> **Activity**:
Please copy each line of the records below that holds the word "protocol".

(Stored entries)
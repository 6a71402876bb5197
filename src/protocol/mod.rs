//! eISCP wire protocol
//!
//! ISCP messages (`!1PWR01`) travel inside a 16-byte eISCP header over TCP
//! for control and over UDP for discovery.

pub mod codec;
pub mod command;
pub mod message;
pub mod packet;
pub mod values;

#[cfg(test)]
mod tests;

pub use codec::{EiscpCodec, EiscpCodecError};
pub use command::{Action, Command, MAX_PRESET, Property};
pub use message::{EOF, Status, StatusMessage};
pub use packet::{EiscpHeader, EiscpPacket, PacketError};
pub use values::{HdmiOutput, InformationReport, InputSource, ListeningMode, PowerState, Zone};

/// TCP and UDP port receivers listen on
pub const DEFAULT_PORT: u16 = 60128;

--

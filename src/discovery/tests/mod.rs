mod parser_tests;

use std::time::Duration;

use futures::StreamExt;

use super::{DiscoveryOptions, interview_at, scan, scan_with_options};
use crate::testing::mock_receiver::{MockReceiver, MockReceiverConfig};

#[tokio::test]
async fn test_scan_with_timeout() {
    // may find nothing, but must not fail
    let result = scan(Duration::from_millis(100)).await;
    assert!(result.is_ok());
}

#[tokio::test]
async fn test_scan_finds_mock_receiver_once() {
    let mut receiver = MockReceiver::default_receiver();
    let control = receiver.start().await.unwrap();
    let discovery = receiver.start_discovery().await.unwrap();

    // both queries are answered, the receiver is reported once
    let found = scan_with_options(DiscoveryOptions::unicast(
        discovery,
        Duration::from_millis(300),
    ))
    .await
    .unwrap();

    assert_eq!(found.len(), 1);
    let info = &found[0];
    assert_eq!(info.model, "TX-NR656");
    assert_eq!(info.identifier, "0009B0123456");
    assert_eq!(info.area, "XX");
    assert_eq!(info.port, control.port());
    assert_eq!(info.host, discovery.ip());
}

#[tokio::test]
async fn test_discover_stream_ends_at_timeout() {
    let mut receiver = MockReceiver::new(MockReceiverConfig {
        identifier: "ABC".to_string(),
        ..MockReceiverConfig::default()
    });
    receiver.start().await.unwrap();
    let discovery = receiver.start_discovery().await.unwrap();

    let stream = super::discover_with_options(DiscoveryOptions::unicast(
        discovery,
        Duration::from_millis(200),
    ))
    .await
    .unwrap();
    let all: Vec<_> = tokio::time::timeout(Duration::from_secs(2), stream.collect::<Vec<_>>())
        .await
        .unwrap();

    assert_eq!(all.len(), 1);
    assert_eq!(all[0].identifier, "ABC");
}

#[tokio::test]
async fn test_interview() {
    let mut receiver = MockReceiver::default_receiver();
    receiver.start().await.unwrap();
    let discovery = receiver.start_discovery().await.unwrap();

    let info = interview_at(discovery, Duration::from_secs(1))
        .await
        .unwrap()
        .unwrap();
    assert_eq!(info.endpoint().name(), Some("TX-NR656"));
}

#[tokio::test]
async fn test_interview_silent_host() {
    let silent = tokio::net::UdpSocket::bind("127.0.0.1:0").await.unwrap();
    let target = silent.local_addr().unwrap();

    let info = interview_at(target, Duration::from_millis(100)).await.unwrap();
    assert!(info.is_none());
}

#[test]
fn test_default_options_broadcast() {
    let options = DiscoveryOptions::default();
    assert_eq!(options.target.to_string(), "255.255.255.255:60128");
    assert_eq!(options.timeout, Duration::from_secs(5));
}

> **Task response**:
filename src/protocol/mod.rs
//! eISCP wire protocol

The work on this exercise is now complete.